Updated about 5 years ago.
Component(FS):
Hadoop/Java
Description
The following exceptions are being thrown. It looks like something related to lstat?
pre>
java.io.IOException: The distributed cache object ceph://null/in-dir/_partition.lst#_partition.lst changed during the job from 11/4/11 3:11 AM to 11/3/11 1:06 PM
at org.apache.hadoop.filecache.TrackerDistributedCacheManager.downloadCacheObject(TrackerDistributedCacheManager.java:389)
at org.apache.hadoop.filecache.TrackerDistributedCacheManager.localizePublicCacheObject(TrackerDistributedCacheManager.java:463)
at org.apache.hadoop.filecache.TrackerDistributedCacheManager.getLocalCache(TrackerDistributedCacheManager.java:190)
at org.apache.hadoop.filecache.TaskDistributedCacheManager.setupCache(TaskDistributedCacheManager.java:182)
at org.apache.hadoop.mapred.TaskTracker$4.run(TaskTracker.java:1185)
at java.security.AccessController.doPrivileged(Native Method)
at javax.security.auth.Subject.doAs(Subject.java:396)
at org.apache.hadoop.security.UserGroupInformation.doAs(UserGroupInformation.java:1059)
at org.apache.hadoop.mapred.TaskTracker.initializeJob(TaskTracker.java:1176)
at org.apache.hadoop.mapred.TaskTracker.localizeJob(TaskTracker.java:1091)
at org.apache.hadoop.mapred.TaskTracker$5.run(TaskTracker.java:2360)
at java.lang.Thread.run(Thread.java:662)
2011-10-31 16:51:10,617 ERROR org.apache.hadoop.mapred.TaskStatus: Trying to set finish time for task attempt_201110311641_0003_m_000037_2 when no start time is set, stackTrace is : java.lang.Exception
at org.apache.hadoop.mapred.TaskStatus.setFinishTime(TaskStatus.java:145)
at org.apache.hadoop.mapred.TaskInProgress.incompleteSubTask(TaskInProgress.java:670)
at org.apache.hadoop.mapred.JobInProgress.failedTask(JobInProgress.java:2942)
at org.apache.hadoop.mapred.JobInProgress.updateTaskStatus(JobInProgress.java:1159)
at org.apache.hadoop.mapred.JobTracker.updateTaskStatuses(JobTracker.java:4739)
at org.apache.hadoop.mapred.JobTracker.processHeartbeat(JobTracker.java:3683)
at org.apache.hadoop.mapred.JobTracker.heartbeat(JobTracker.java:3378)
at sun.reflect.GeneratedMethodAccessor2.invoke(Unknown Source)
at sun.reflect.DelegatingMethodAccessorImpl.invoke(DelegatingMethodAccessorImpl.java:25)
at java.lang.reflect.Method.invoke(Method.java:597)
at org.apache.hadoop.ipc.RPC$Server.call(RPC.java:563)
at org.apache.hadoop.ipc.Server$Handler$1.run(Server.java:1388)
at org.apache.hadoop.ipc.Server$Handler$1.run(Server.java:1384)
at java.security.AccessController.doPrivileged(Native Method)
at javax.security.auth.Subject.doAs(Subject.java:396)
at org.apache.hadoop.security.UserGroupInformation.doAs(UserGroupInformation.java:1059)
at org.apache.hadoop.ipc.Server$Handler.run(Server.java:1382)
Files
Neither of these errors are in code that's remotely familiar to me.
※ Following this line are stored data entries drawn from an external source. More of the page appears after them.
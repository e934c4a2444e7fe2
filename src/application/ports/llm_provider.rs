//! LLM Provider Port - 大模型推理抽象
//!
//! 定义文本生成的抽象接口，具体实现在 infrastructure/adapters 层
//! （OpenAI / Gemini / Ollama）

use async_trait::async_trait;
use std::collections::BTreeMap;
use std::sync::Arc;
use thiserror::Error;

/// LLM 错误
#[derive(Debug, Error)]
pub enum LlmError {
    #[error("Network error: {0}")]
    NetworkError(String),

    #[error("Request timeout")]
    Timeout,

    #[error("Service error: {0}")]
    ServiceError(String),

    #[error("Invalid response: {0}")]
    InvalidResponse(String),

    #[error("Provider not configured: {0}")]
    NotConfigured(String),
}

/// 生成请求
#[derive(Debug, Clone)]
pub struct CompletionRequest {
    /// 系统提示词
    pub system: Option<String>,
    /// 用户提示词
    pub prompt: String,
    pub temperature: f32,
    pub max_tokens: u32,
    /// 要求模型输出 JSON
    pub json: bool,
}

impl CompletionRequest {
    pub fn new(prompt: impl Into<String>) -> Self {
        Self {
            system: None,
            prompt: prompt.into(),
            temperature: 0.8,
            max_tokens: 4096,
            json: false,
        }
    }

    pub fn with_system(mut self, system: impl Into<String>) -> Self {
        self.system = Some(system.into());
        self
    }

    pub fn with_temperature(mut self, temperature: f32) -> Self {
        self.temperature = temperature;
        self
    }

    pub fn json(mut self) -> Self {
        self.json = true;
        self
    }
}

/// 生成响应
#[derive(Debug, Clone)]
pub struct CompletionResponse {
    /// 模型输出的原始文本
    pub text: String,
    /// 实际使用的模型
    pub model: String,
}

/// LLM Provider Port
#[async_trait]
pub trait LlmProviderPort: Send + Sync {
    /// 提供方名称（openai / gemini / ollama）
    fn name(&self) -> &'static str;

    /// 执行一次补全
    async fn complete(&self, request: CompletionRequest) -> Result<CompletionResponse, LlmError>;

    /// 检查服务是否可用
    async fn health_check(&self) -> bool {
        true
    }
}

/// 已注册的 LLM 提供方
///
/// 按名称选择，未指定时使用默认提供方
pub struct LlmRegistry {
    providers: BTreeMap<String, Arc<dyn LlmProviderPort>>,
    default_provider: String,
    temperature: f32,
}

impl LlmRegistry {
    pub fn new(default_provider: impl Into<String>) -> Self {
        Self {
            providers: BTreeMap::new(),
            default_provider: default_provider.into(),
            temperature: 0.8,
        }
    }

    /// 生成请求使用的采样温度
    pub fn with_temperature(mut self, temperature: f32) -> Self {
        self.temperature = temperature;
        self
    }

    pub fn temperature(&self) -> f32 {
        self.temperature
    }

    pub fn is_empty(&self) -> bool {
        self.providers.is_empty()
    }

    pub fn register(mut self, provider: Arc<dyn LlmProviderPort>) -> Self {
        self.providers.insert(provider.name().to_string(), provider);
        self
    }

    pub fn default_provider(&self) -> &str {
        &self.default_provider
    }

    pub fn names(&self) -> Vec<&str> {
        self.providers.keys().map(String::as_str).collect()
    }

    /// 选择提供方
    pub fn resolve(&self, name: Option<&str>) -> Result<Arc<dyn LlmProviderPort>, LlmError> {
        let name = name
            .map(str::trim)
            .filter(|n| !n.is_empty())
            .unwrap_or(self.default_provider.as_str());

        self.providers
            .get(name)
            .cloned()
            .ok_or_else(|| LlmError::NotConfigured(name.to_string()))
    }
}

#[cfg(test)]
mod tests {
    use super::*;

    struct Echo(&'static str);

    #[async_trait]
    impl LlmProviderPort for Echo {
        fn name(&self) -> &'static str {
            self.0
        }

        async fn complete(
            &self,
            request: CompletionRequest,
        ) -> Result<CompletionResponse, LlmError> {
            Ok(CompletionResponse {
                text: request.prompt,
                model: "echo".to_string(),
            })
        }
    }

    #[test]
    fn test_resolve_default_and_named() {
        let registry = LlmRegistry::new("ollama")
            .register(Arc::new(Echo("ollama")))
            .register(Arc::new(Echo("openai")));

        assert_eq!(registry.resolve(None).unwrap().name(), "ollama");
        assert_eq!(registry.resolve(Some("")).unwrap().name(), "ollama");
        assert_eq!(registry.resolve(Some("openai")).unwrap().name(), "openai");
        assert!(matches!(
            registry.resolve(Some("gemini")),
            Err(LlmError::NotConfigured(_))
        ));
        assert_eq!(registry.names(), vec!["ollama", "openai"]);
    }

    #[test]
    fn test_request_builder() {
        let request = CompletionRequest::new("hi")
            .with_system("sys")
            .with_temperature(0.2)
            .json();
        assert_eq!(request.system.as_deref(), Some("sys"));
        assert!(request.json);
        assert!((request.temperature - 0.2).abs() < f32::EPSILON);
    }
}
So my first favorite question is:
Are your clocks synchronized? That can be a problem if you didn't set up NTP, or in a lot of virtual machine suspend/resume situations (dunno if you're on real hardware or not).
Assuming your clocks are good:
Can you tell me anything else about the code that this is being thrown in? (And are they some sort of fatal errors, or recoverable?)
Actually, unless you really had a job that went that long, I have to assume your clocks are off. But if that still doesn't fix it, I wonder if this is a result of our possibly not honoring Hadoop consistency semantics. So I'd be inclined to add sync and flush commands gratuitously, and if that fixes it we can put more effort into figuring out what the correct semantics are.
All of the local clocks on the nodes look good. The code is comparing timestamps (I assume since epoch), so maybe there is some rounding/conversion fuzz. I'll see if there is anything glaring along these lines, and if not I'll add some sync/flushes.
It looks like the check is equality of timestamps. So, I think Hadoop is setting an explicit timestamp, and sometime in the future expecting the exact same timestamp--since it looks like ceph_lstat wrapper does some conversion, that might be the issue?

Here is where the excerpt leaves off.